BEGIN Given entries
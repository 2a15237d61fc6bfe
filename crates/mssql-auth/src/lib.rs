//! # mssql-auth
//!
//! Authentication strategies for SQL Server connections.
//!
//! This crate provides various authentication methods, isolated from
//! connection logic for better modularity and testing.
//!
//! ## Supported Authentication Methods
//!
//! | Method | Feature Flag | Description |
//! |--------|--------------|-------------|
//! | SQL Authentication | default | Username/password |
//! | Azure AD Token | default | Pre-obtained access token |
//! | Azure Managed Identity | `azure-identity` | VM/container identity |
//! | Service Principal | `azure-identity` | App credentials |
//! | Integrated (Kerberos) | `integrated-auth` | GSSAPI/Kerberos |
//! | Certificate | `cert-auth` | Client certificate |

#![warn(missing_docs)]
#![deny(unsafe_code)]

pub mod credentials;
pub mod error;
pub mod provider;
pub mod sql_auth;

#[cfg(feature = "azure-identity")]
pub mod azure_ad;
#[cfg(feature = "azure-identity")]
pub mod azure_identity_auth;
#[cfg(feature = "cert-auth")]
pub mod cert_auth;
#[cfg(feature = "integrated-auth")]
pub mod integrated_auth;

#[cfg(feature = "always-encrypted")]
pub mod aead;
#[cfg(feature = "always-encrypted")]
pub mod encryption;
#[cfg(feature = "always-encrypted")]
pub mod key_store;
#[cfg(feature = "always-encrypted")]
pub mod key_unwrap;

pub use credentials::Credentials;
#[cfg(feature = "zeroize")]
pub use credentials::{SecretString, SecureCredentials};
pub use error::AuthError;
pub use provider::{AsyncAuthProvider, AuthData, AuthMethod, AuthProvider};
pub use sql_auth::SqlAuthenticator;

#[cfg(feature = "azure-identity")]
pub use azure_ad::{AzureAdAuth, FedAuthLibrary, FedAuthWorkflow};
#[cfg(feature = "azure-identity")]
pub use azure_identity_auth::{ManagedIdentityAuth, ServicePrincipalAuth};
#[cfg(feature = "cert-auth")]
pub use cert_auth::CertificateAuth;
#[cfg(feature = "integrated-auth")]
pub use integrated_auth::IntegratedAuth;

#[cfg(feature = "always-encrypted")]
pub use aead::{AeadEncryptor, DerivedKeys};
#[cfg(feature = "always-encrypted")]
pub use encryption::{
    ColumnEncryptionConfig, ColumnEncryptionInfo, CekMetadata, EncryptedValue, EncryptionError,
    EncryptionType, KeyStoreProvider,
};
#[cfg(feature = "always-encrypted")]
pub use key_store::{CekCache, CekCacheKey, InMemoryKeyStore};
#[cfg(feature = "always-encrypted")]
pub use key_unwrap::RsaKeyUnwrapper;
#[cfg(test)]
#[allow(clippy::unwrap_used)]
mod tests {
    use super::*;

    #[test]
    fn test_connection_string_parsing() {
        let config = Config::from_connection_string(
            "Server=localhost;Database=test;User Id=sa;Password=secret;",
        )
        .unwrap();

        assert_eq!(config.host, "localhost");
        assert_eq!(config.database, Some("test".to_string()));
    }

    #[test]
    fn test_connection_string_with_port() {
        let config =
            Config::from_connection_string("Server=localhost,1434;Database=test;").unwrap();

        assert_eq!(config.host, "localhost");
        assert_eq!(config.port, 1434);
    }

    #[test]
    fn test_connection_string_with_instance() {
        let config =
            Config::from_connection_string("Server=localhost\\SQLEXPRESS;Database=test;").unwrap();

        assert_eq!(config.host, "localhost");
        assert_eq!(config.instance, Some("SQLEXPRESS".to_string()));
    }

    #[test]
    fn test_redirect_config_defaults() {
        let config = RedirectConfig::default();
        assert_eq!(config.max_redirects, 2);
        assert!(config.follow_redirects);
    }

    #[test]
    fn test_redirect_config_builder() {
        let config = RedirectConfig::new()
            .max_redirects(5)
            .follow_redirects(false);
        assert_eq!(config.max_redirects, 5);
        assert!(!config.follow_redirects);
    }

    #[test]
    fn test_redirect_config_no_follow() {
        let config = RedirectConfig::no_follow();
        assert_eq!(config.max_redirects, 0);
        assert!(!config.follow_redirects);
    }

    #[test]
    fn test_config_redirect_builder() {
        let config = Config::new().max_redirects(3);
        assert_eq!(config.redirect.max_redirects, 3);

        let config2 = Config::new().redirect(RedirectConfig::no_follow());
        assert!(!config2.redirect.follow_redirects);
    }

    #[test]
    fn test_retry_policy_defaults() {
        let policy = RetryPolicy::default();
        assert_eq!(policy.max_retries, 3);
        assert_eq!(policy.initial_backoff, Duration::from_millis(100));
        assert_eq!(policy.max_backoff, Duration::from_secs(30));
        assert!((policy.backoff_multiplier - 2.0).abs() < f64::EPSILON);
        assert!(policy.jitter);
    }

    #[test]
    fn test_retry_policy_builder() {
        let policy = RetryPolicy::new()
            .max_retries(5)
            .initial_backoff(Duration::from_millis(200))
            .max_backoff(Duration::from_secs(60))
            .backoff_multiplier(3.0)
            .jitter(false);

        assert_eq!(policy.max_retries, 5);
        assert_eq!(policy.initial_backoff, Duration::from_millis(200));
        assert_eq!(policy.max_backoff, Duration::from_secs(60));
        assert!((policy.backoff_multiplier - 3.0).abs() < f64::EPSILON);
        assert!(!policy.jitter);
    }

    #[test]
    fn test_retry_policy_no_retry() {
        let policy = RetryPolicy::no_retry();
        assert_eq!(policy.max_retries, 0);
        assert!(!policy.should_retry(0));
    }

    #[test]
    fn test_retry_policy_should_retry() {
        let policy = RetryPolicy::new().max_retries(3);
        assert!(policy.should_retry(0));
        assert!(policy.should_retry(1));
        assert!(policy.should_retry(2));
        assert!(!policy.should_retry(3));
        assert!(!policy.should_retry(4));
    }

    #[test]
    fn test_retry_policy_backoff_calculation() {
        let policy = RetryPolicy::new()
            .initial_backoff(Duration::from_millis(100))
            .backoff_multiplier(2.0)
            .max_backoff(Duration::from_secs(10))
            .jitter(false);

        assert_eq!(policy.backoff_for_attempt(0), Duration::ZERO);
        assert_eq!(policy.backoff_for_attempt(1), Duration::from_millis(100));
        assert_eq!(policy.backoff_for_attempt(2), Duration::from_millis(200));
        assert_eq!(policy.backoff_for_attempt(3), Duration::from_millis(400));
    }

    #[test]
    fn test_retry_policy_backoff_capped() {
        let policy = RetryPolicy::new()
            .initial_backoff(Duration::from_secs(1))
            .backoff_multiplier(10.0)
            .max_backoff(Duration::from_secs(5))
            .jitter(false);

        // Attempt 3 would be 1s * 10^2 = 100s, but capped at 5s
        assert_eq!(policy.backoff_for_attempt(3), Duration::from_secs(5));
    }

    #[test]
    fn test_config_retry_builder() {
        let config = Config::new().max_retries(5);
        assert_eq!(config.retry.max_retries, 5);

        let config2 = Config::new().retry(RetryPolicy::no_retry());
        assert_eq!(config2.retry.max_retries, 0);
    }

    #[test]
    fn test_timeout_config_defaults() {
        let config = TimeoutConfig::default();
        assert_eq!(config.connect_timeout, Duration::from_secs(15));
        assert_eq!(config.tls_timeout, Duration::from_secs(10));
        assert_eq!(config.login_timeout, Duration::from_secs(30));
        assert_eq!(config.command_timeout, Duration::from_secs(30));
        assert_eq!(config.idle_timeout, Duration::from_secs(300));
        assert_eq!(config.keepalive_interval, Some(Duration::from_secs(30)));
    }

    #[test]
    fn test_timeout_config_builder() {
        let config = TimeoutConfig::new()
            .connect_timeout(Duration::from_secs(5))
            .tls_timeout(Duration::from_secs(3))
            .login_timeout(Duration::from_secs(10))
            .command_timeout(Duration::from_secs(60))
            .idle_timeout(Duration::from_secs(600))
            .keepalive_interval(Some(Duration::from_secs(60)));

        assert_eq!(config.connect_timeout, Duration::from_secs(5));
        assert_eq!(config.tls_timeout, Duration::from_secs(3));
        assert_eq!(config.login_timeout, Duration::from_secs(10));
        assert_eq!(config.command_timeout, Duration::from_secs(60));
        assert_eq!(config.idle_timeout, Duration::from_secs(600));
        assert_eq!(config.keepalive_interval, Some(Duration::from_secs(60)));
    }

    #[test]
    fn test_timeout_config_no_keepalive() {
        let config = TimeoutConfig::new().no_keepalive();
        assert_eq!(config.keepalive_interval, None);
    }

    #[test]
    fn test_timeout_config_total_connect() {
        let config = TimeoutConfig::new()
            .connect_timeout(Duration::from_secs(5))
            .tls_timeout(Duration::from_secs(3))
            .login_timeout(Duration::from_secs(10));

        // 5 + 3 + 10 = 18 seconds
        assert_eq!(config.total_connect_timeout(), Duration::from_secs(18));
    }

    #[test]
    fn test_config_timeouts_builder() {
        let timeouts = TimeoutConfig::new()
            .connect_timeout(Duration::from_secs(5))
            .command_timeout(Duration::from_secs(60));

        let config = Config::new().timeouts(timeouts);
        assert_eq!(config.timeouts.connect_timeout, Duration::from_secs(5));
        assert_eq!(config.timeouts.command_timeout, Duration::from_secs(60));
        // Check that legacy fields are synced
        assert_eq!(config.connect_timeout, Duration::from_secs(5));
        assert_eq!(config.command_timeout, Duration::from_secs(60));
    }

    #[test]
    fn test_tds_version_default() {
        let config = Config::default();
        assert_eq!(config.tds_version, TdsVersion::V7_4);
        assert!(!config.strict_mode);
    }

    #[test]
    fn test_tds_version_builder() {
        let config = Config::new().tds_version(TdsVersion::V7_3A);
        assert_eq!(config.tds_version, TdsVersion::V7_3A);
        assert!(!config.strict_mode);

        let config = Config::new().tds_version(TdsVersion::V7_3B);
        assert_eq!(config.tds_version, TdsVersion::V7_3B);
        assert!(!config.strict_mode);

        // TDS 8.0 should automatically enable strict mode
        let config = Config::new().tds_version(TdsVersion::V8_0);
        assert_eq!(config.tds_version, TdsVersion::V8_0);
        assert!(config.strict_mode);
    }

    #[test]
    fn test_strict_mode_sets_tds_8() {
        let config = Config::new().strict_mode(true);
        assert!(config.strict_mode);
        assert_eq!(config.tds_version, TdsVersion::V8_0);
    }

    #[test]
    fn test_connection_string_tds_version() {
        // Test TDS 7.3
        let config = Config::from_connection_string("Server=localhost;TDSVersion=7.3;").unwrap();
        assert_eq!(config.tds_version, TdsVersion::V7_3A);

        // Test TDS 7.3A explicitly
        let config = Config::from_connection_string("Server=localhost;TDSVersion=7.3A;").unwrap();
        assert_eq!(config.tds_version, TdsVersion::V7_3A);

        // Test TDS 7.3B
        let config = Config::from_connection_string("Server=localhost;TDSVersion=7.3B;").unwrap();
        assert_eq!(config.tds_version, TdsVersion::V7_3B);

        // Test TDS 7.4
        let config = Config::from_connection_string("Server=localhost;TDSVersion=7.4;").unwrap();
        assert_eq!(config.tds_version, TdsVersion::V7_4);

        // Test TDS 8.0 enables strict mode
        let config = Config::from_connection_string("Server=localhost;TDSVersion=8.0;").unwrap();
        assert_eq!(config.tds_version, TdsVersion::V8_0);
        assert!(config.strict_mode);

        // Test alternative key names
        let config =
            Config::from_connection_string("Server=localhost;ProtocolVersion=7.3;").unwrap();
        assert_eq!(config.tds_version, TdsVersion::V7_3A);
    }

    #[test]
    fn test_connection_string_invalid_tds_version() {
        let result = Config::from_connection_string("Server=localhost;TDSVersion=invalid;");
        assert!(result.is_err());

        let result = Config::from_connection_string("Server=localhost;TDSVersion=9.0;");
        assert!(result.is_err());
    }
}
END Given entries
Your objective |
Check each line of the data above for the string "mssql", then report how many lines have it, with no other words.

Task response |
2